Reflections from my reading chair

By a Contributor

The contributor is a retiree who has had many work experiences including teaching, counselling, training and tutoring.  She has a bachelor’s degree in English, and a counselling qualification from Swinburne University.  In her retirement she enjoys watching stimulating documentaries about politics, religion, history, the natural world, and any other documentary where she can learn more about the world around her.  An avid reader, she reads books about psychology, history, political movements and children’s literature.  In her spare time, she assists migrants and refugees with learning English. 

                                                                                                                                              

Mental health and well-being is an area with a lot of research and practice.  As time goes by, our understanding of what makes a healthy person increases. In my journey towards emotional well-being, I have had the additional challenge of four mental illnesses, each causing separate issues.  However, through good therapy, and my own willingness to do what needed to be done, I have arrived in my retirement years a very happy person. 

I think the notion of mastering emotions is one that cannot be achieved, as I believe you cannot master an emotion.  What you can do is address the deep-seated issues that result in great unhappiness.  Once you have addressed and worked through those deep-seated issues, you have a better chance of being an emotionally stable person. 

Needs must be met, such as the need for love, acceptance, companionship, financial stability, a life full of meaning and achievable goals.  If we are content, our emotions will cause us less problem than if we have important needs that are not being met.

Happiness, or contentment, is only achieved when our basic needs have been met, and, we therefore have an optimistic view of the world.  At university I took a “contentedness survey”.  Through taking the survey, I realised more fully areas of my life that needed improvement.  Our lecturer said that someone scoring quite low would likely have big issues in their lives, such as drug abuse.

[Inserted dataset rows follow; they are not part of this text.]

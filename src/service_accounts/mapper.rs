//! User to service account resolution with failover.
//!
//! Resolution picks a candidate by a first-match scan over priority-sorted
//! mapping rules, then validates a client for it. A failed account may hand
//! over to its `fallback_account_id`; every attempted id is tracked so a
//! fallback cycle ends the resolution instead of looping. Attempts are
//! strictly sequential.

use std::collections::{HashMap, HashSet};
use std::fmt;
use std::sync::Arc;
use std::time::Duration;

use thiserror::Error;
use tracing::{debug, info, warn};

use super::account::{MappingRuleConfig, ServiceAccountConfig};
use super::backend::{BackendClient, ClientFactory, CredentialStore};
use super::health::{AccountHealth, HealthRegistry};
use crate::auth::Claims;
use crate::config::ServiceAccountsConfig;
use crate::pattern::PatternMatcher;
use crate::permissions::groups_from_claims;
use crate::{Error, Result};

/// Service account resolution failures.
#[derive(Debug, Clone, Error)]
pub enum MappingError {
    /// No rule matched and no default account is configured
    #[error("No service account mapping for user '{subject}'")]
    NoMapping {
        /// Token subject
        subject: String,
    },

    /// A rule or fallback names an unknown account
    #[error("Service account '{0}' not found")]
    AccountNotFound(String),

    /// Neither the credential store nor the config holds a token
    #[error("No credential available for service account '{0}'")]
    NoCredential(String),

    /// The client could not be built
    #[error("Failed to create client for service account '{account}': {reason}")]
    ClientCreation {
        /// Account id
        account: String,
        /// Underlying error
        reason: String,
    },

    /// The client was built but failed its health check
    #[error("Health check failed for service account '{account}': {reason}")]
    HealthCheck {
        /// Account id
        account: String,
        /// Underlying error
        reason: String,
    },

    /// Client creation or health check did not finish in time
    #[error("Service account '{account}' timed out after {timeout:?}")]
    Timeout {
        /// Account id
        account: String,
        /// Configured timeout
        timeout: Duration,
    },

    /// Every account of a failover chain failed
    #[error("All service accounts failed, no failover available (attempted: {})", .attempted.join(", "))]
    AllAccountsFailed {
        /// Account ids in attempt order
        attempted: Vec<String>,
    },
}

/// A validated client and the account it acts as.
#[derive(Clone)]
pub struct ResolvedClient {
    /// Backend client
    pub client: Arc<dyn BackendClient>,
    /// Account id
    pub service_account_id: String,
}

impl fmt::Debug for ResolvedClient {
    fn fmt(&self, f: &mut fmt::Formatter<'_>) -> fmt::Result {
        f.debug_struct("ResolvedClient")
            .field("service_account_id", &self.service_account_id)
            .field("base_url", &self.client.base_url())
            .finish()
    }
}

struct CompiledMappingRule {
    source: MappingRuleConfig,
    user: Option<PatternMatcher>,
    issuer: Option<PatternMatcher>,
}

impl CompiledMappingRule {
    fn compile(rule: &MappingRuleConfig, index: usize) -> Result<Self> {
        let compile = |pattern: &Option<String>| {
            pattern
                .as_deref()
                .map(PatternMatcher::parse)
                .transpose()
                .map_err(|e| Error::Config(format!("service_accounts.rules[{index}]: {e}")))
        };
        Ok(Self {
            source: rule.clone(),
            user: compile(&rule.user_pattern)?,
            issuer: compile(&rule.issuer_pattern)?,
        })
    }

    fn matches(&self, claims: &Claims, scopes: &[&str], groups: &[String]) -> bool {
        self.user.as_ref().is_none_or(|p| p.matches(&claims.sub))
            && self.issuer.as_ref().is_none_or(|p| p.matches(&claims.iss))
            && self
                .source
                .required_scopes
                .iter()
                .all(|s| scopes.contains(&s.as_str()))
            && (self.source.required_groups.is_empty()
                || self.source.required_groups.iter().any(|g| groups.contains(g)))
    }
}

/// Resolves users to validated backend clients.
pub struct ServiceAccountMapper {
    accounts: HashMap<String, ServiceAccountConfig>,
    rules: Vec<CompiledMappingRule>,
    default_account: Option<String>,
    enable_failover: bool,
    timeout: Duration,
    health: HealthRegistry,
    factory: Arc<dyn ClientFactory>,
    credentials: Option<Arc<dyn CredentialStore>>,
}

What I have learned since retirement is that time is a gift.  I now have more time to give to the people I love.  I believe that time is a gift, and a gift we should give freely to one another.  I am never too busy to meet a friend for coffee, to phone a friend, to stay in touch in a meaningful and loving way.  In fact I devote a couple of hours a day on building and sustaining my connections with others, as authentic connections are very important.

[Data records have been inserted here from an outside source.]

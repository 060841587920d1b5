//! Typed JWT claims.
//!
//! Well-known registered claims are typed fields; everything else (custom
//! provider claims, tenant ids, remapped claims) lives in [`Claims::extra`].

use serde::{Deserialize, Deserializer, Serialize};
use serde_json::{Map, Value};

/// Claims asserted by a validated bearer token.
#[derive(Debug, Clone, PartialEq, Serialize, Deserialize)]
pub struct Claims {
    /// Subject (user id at the issuer).
    #[serde(default)]
    pub sub: String,
    /// Issuer URL.
    #[serde(default)]
    pub iss: String,
    /// Audience set (a single string in the token is normalized to one entry).
    #[serde(default, deserialize_with = "one_or_many")]
    pub aud: Vec<String>,
    /// Expiry (Unix seconds).
    #[serde(default, skip_serializing_if = "Option::is_none")]
    pub exp: Option<u64>,
    /// Not-before (Unix seconds).
    #[serde(default, skip_serializing_if = "Option::is_none")]
    pub nbf: Option<u64>,
    /// Issued-at (Unix seconds).
    #[serde(default, skip_serializing_if = "Option::is_none")]
    pub iat: Option<u64>,
    /// Space-delimited OAuth scopes.
    #[serde(default, skip_serializing_if = "Option::is_none")]
    pub scope: Option<String>,
    /// RFC 8707 resource indicator(s).
    #[serde(default, deserialize_with = "one_or_many", skip_serializing_if = "Vec::is_empty")]
    pub resource: Vec<String>,
    /// Token id.
    #[serde(default, skip_serializing_if = "Option::is_none")]
    pub jti: Option<String>,
    /// Group memberships, raw (string, array of strings, or array of objects).
    #[serde(default, skip_serializing_if = "Option::is_none")]
    pub groups: Option<Value>,
    /// Role memberships, raw.
    #[serde(default, skip_serializing_if = "Option::is_none")]
    pub roles: Option<Value>,
    /// All other claims.
    #[serde(flatten)]
    pub extra: Map<String, Value>,
}

impl Claims {
    /// Minimal claims for a subject at an issuer.
    #[must_use]
    pub fn new(sub: impl Into<String>, iss: impl Into<String>) -> Self {
        Self {
            sub: sub.into(),
            iss: iss.into(),
            aud: Vec::new(),
            exp: None,
            nbf: None,
            iat: None,
            scope: None,
            resource: Vec::new(),
            jti: None,
            groups: None,
            roles: None,
            extra: Map::new(),
        }
    }

    /// Scopes from the `scope` claim, split on whitespace.
    #[must_use]
    pub fn scopes(&self) -> Vec<&str> {
        self.scope
            .as_deref()
            .map(|s| s.split_whitespace().collect())
            .unwrap_or_default()
    }

    /// Returns `true` if any token audience is in `expected`.
    #[must_use]
    pub fn audience_intersects(&self, expected: &[String]) -> bool {
        self.aud.iter().any(|a| expected.iter().any(|e| e == a))
    }

    /// Look up any claim by name, typed or extra.
    #[must_use]
    pub fn get(&self, name: &str) -> Option<Value> {
        match name {
            "sub" => Some(Value::String(self.sub.clone())),
            "iss" => Some(Value::String(self.iss.clone())),
            "scope" => self.scope.clone().map(Value::String),
            "jti" => self.jti.clone().map(Value::String),
            "groups" => self.groups.clone(),
            "roles" => self.roles.clone(),
            other => self.extra.get(other).cloned(),
        }
    }

    /// String-valued extra claim.
    #[must_use]
    pub fn extra_str(&self, name: &str) -> Option<&str> {
        self.extra.get(name).and_then(Value::as_str)
    }
}

#[derive(Deserialize)]
#[serde(untagged)]
enum OneOrMany {
    One(String),
    Many(Vec<String>),
    Null,
}

fn one_or_many<'de, D>(deserializer: D) -> Result<Vec<String>, D::Error>
where
    D: Deserializer<'de>,
{
    Ok(match OneOrMany::deserialize(deserializer)? {
        OneOrMany::One(s) => vec![s],
        OneOrMany::Many(v) => v,
        OneOrMany::Null => Vec::new(),
    })
}

#[cfg(test)]
mod tests {
    use super::*;
    use serde_json::json;

    #[test]
    fn audience_accepts_string_or_array() {
        let single: Claims = serde_json::from_value(json!({"sub": "a", "iss": "i", "aud": "x"})).unwrap();
        let many: Claims = serde_json::from_value(json!({"sub": "a", "iss": "i", "aud": ["x", "y"]})).unwrap();

        assert_eq!(single.aud, vec!["x"]);
        assert_eq!(many.aud, vec!["x", "y"]);
        assert!(many.audience_intersects(&["y".to_string()]));
        assert!(!single.audience_intersects(&["y".to_string()]));
    }

    #[test]
    fn unknown_claims_land_in_extra() {
        let claims: Claims = serde_json::from_value(json!({
            "sub": "a",
            "iss": "i",
            "tid": "tenant-1",
            "https://example.com/roles": ["x"]
        }))
        .unwrap();

        assert_eq!(claims.extra_str("tid"), Some("tenant-1"));
        assert!(claims.get("https://example.com/roles").is_some());
    }

    #[test]
    fn scopes_split_on_whitespace() {
        let mut claims = Claims::new("a", "i");
        claims.scope = Some("sonarqube:read  sonarqube:write".to_string());

        assert_eq!(claims.scopes(), vec!["sonarqube:read", "sonarqube:write"]);
        assert!(Claims::new("a", "i").scopes().is_empty());
    }
}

My latest thought on a happy life is one where you do what you want to do, you do what you really need to do, that you do not have to do things out of a sense of obligation, or to pay back some sort of emotional debt.  I spend my days doing things which give me pleasure.  Of course I have to wash dishes and clean out the cat’s litter tray – some things must be done. 

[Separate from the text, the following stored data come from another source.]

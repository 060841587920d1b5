//! Permission decisions for tools, projects, and result sets.
//!
//! A check selects the applicable rule (first match by descending priority,
//! then the default rule) and evaluates it. A "no" is a value, never an
//! error: every check returns a [`PermissionCheckResult`].

use std::sync::Arc;

use serde::{Deserialize, Serialize};
use serde_json::{Map, Value};
use tracing::{debug, warn};

use super::audit::{AuditEntry, AuditSink, TracingAuditSink};
use super::cache::{CacheStats, DecisionCache};
use super::context::UserContext;
use super::rules::{CompiledRule, CompiledRules, PermissionConfig, PermissionRule, is_write_operation};
use crate::Result;
use crate::auth::Claims;

/// Replaces author/assignee when a rule hides sensitive data.
pub const REDACTED: &str = "[REDACTED]";

/// Outcome of a permission check.
#[derive(Debug, Clone, PartialEq, Eq, Serialize)]
pub struct PermissionCheckResult {
    /// Whether access is granted
    pub allowed: bool,
    /// Why access was denied
    #[serde(skip_serializing_if = "Option::is_none")]
    pub reason: Option<String>,
}

impl PermissionCheckResult {
    /// A grant.
    #[must_use]
    pub fn allow() -> Self {
        Self {
            allowed: true,
            reason: None,
        }
    }

    /// A denial with a reason.
    #[must_use]
    pub fn deny(reason: impl Into<String>) -> Self {
        Self {
            allowed: false,
            reason: Some(reason.into()),
        }
    }
}

/// A project record as returned by the backend.
#[derive(Debug, Clone, PartialEq, Serialize, Deserialize)]
pub struct Project {
    /// Project key
    pub key: String,
    /// Display name
    #[serde(default, skip_serializing_if = "Option::is_none")]
    pub name: Option<String>,
    /// Remaining fields, passed through untouched
    #[serde(flatten)]
    pub extra: Map<String, Value>,
}

/// An issue record as returned by the backend.
#[derive(Debug, Clone, PartialEq, Serialize, Deserialize)]
pub struct Issue {
    /// Issue key
    pub key: String,
    /// Owning project key
    #[serde(default, skip_serializing_if = "Option::is_none")]
    pub project: Option<String>,
    /// Severity (INFO..BLOCKER)
    #[serde(default, skip_serializing_if = "Option::is_none")]
    pub severity: Option<String>,
    /// Workflow status
    #[serde(default, skip_serializing_if = "Option::is_none")]
    pub status: Option<String>,
    /// Author login
    #[serde(default, skip_serializing_if = "Option::is_none")]
    pub author: Option<String>,
    /// Assignee login
    #[serde(default, skip_serializing_if = "Option::is_none")]
    pub assignee: Option<String>,
    /// Remaining fields, passed through untouched
    #[serde(flatten)]
    pub extra: Map<String, Value>,
}

/// Evaluates permission rules for users.
pub struct PermissionService {
    config: PermissionConfig,
    rules: CompiledRules,
    cache: Option<DecisionCache>,
    audit: Option<Arc<dyn AuditSink>>,
}

impl PermissionService {
    /// Compile `config` and build the service.
    ///
    /// When auditing is enabled and no sink is supplied, entries go to
    /// [`TracingAuditSink`].
    pub fn new(config: PermissionConfig, sink: Option<Arc<dyn AuditSink>>) -> Result<Self> {
        let rules = CompiledRules::compile(&config)?;
        let cache = config
            .enable_caching
            .then(|| DecisionCache::new(config.cache_ttl));
        let audit = config
            .enable_audit
            .then(|| sink.unwrap_or_else(|| Arc::new(TracingAuditSink)));

        debug!(
            rules = rules.len(),
            default_rule = rules.has_default(),
            caching = config.enable_caching,
            audit = config.enable_audit,
            "Permission rules compiled"
        );

        Ok(Self {
            config,
            rules,
            cache,
            audit,
        })
    }

    /// The configuration this service was built from.
    #[must_use]
    pub fn config(&self) -> &PermissionConfig {
        &self.config
    }

    /// Normalize validated claims into a [`UserContext`].
    #[must_use]
    pub fn extract_user_context(&self, claims: Arc<Claims>) -> UserContext {
        UserContext::from_claims(claims)
    }

    /// The rule that governs `user`, if any.
    #[must_use]
    pub fn applicable_rule(&self, user: &UserContext) -> Option<&PermissionRule> {
        self.rules.applicable(&user.groups).map(|r| &r.source)
    }

    /// Decide whether `user` may invoke `tool`.
    pub fn check_tool_access(&self, user: &UserContext, tool: &str) -> PermissionCheckResult {
        self.decide(user, "tool", tool, |rule| evaluate_tool(rule, tool))
    }

    /// Decide whether `user` may access the project `project_key`.
    pub fn check_project_access(&self, user: &UserContext, project_key: &str) -> PermissionCheckResult {
        self.decide(user, "project", project_key, |rule| {
            evaluate_project(rule, project_key)
        })
    }

    /// Keep only projects the user may see. Order is preserved.
    #[must_use]
    pub fn filter_projects(&self, user: &UserContext, projects: Vec<Project>) -> Vec<Project> {
        let Some(rule) = self.rules.applicable(&user.groups) else {
            return Vec::new();
        };
        let before = projects.len();
        let kept: Vec<Project> = projects
            .into_iter()
            .filter(|p| rule.allows_project(&p.key))
            .collect();

        debug!(user = %user.user_id, before, after = kept.len(), "Filtered projects");
        kept
    }

    /// Keep only issues the user may see, redacting people fields when the
    /// governing rule hides sensitive data.
    #[must_use]
    pub fn filter_issues(&self, user: &UserContext, issues: Vec<Issue>) -> Vec<Issue> {
        let Some(rule) = self.rules.applicable(&user.groups) else {
            return Vec::new();
        };
        let redact = rule.hides_sensitive_data();
        let before = issues.len();

        let kept: Vec<Issue> = issues
            .into_iter()
            .filter(|issue| {
                issue.project.as_deref().is_none_or(|p| rule.allows_project(p))
                    && rule.allows_severity(issue.severity.as_deref())
                    && rule.allows_status(issue.status.as_deref())
            })
            .map(|mut issue| {
                if redact {
                    if issue.author.is_some() {
                        issue.author = Some(REDACTED.to_string());
                    }
                    if issue.assignee.is_some() {
                        issue.assignee = Some(REDACTED.to_string());
                    }
                }
                issue
            })
            .collect();

        debug!(user = %user.user_id, before, after = kept.len(), redact, "Filtered issues");
        kept
    }

    /// Drop all cached decisions.
    pub fn clear_cache(&self) {
        if let Some(cache) = &self.cache {
            cache.clear();
        }
    }

    /// Decision cache statistics, when caching is enabled.
    #[must_use]
    pub fn cache_stats(&self) -> Option<CacheStats> {
        self.cache.as_ref().map(DecisionCache::stats)
    }

    fn decide(
        &self,
        user: &UserContext,
        kind: &'static str,
        target: &str,
        evaluate: impl FnOnce(Option<&CompiledRule>) -> PermissionCheckResult,
    ) -> PermissionCheckResult {
        let key = self
            .cache
            .as_ref()
            .map(|_| DecisionCache::key(&user.groups, kind, target));

        let cached = match (&self.cache, &key) {
            (Some(cache), Some(key)) => cache.get(key),
            _ => None,
        };

        let result = match cached {
            Some(hit) => hit,
            None => {
                let rule = self.rules.applicable(&user.groups);
                if let Some(rule) = rule {
                    debug!(
                        user = %user.user_id,
                        priority = rule.source.priority,
                        groups = ?rule.source.groups,
                        "Applicable permission rule"
                    );
                }
                let result = evaluate(rule);
                if let (Some(cache), Some(key)) = (&self.cache, key) {
                    cache.insert(key, result.clone());
                }
                result
            }
        };

        if !result.allowed {
            warn!(
                user = %user.user_id,
                kind,
                target,
                reason = result.reason.as_deref().unwrap_or_default(),
                "Permission denied"
            );
        }

        if let Some(sink) = &self.audit {
            sink.record(AuditEntry::new(
                &user.user_id,
                format!("{kind}:{target}"),
                result.allowed,
                result.reason.clone(),
            ));
        }

        result
    }
}

fn evaluate_tool(rule: Option<&CompiledRule>, tool: &str) -> PermissionCheckResult {
    let Some(rule) = rule else {
        return PermissionCheckResult::deny("No applicable permission rule found");
    };

    if rule.denies_tool(tool) {
        PermissionCheckResult::deny(format!("Tool '{tool}' is explicitly denied"))
    } else if !rule.allows_tool(tool) {
        PermissionCheckResult::deny(format!("Tool '{tool}' is not in allowed tools list"))
    } else if rule.source.readonly && is_write_operation(tool) {
        PermissionCheckResult::deny(format!(
            "Read-only users cannot use write operation '{tool}'"
        ))
    } else {
        PermissionCheckResult::allow()
    }
}

fn evaluate_project(rule: Option<&CompiledRule>, project_key: &str) -> PermissionCheckResult {
    let Some(rule) = rule else {
        return PermissionCheckResult::deny("No applicable permission rule found");
    };

    if rule.allows_project(project_key) {
        PermissionCheckResult::allow()
    } else {
        PermissionCheckResult::deny(format!(
            "Project '{project_key}' does not match any allowed patterns"
        ))
    }
}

But doing something because you think you should do something needs to be examined.  Who is saying you should do this-something that you do? Where is the pressure coming from?  Saying no, and drawing boundaries, is essential to our happiness.

To give to others makes me feel good, but I also need to receive and make sure my needs are met.  Any sort of friendship needs to be reciprocal, healthy, and sustaining. 

Although getting older has its disadvantages, in some respects I think I know myself better with each passing year.  With age can come some wisdom. 

My strongest influences in understanding how we behave are based on the teachings of Carl Jung, Sigmund Freud, Carl Rogers and Irvin Yalom amongst others.  Carl Rogers is a particularly strong influence as he entered into compassionate therapy showing all clients unconditional positive regard.  Although this can be difficult, it is a critical part of creating the therapeutic alliance. 

I have enjoyed the counselling I have done, which was counselling in niche situations where I could be effective.  Without a psychology degree there is a limit to what I have been able to do, but it is important to know one’s strengths and weaknesses, and work within one’s own limits.  Knowing your limits and having a full understanding of where and how you are effective is extremely important. 

People can make the mistake of attempting to work outside their areas of expertise, which can cause some damage doing this.  When I am ill I go to a medical doctor, and she can send me to a specialist.  When I am unhappy I see a trained counsellor.  When our shower leaks, we call the plumber.  When I am updating my will, I contact a solicitor.   Each of those professionals understand what they can do, and what they cannot do. 

One of my suggestions for a happy life is to find the niche where you have a lot of satisfaction as you know you are making the world a better place, even if it’s in small steps. 

How do I come to these conclusions?  Through many years of making mistakes, sometimes the same mistake again and again.  I have had plenty of therapy, which has been central in maintaining my equilibrium as I live with my mental illnesses.

Christmas is upon us, but I don’t celebrate Christmas as I reject the commercialism, the hype, the pressure on us all to gather on one day of the year and tell each other how we care about each other.  Christmas is actually a very difficult time of year for many people.  What I do is celebrate the fact that I am alive and well every day of the year, and I take the time to let people know I care about them every single day.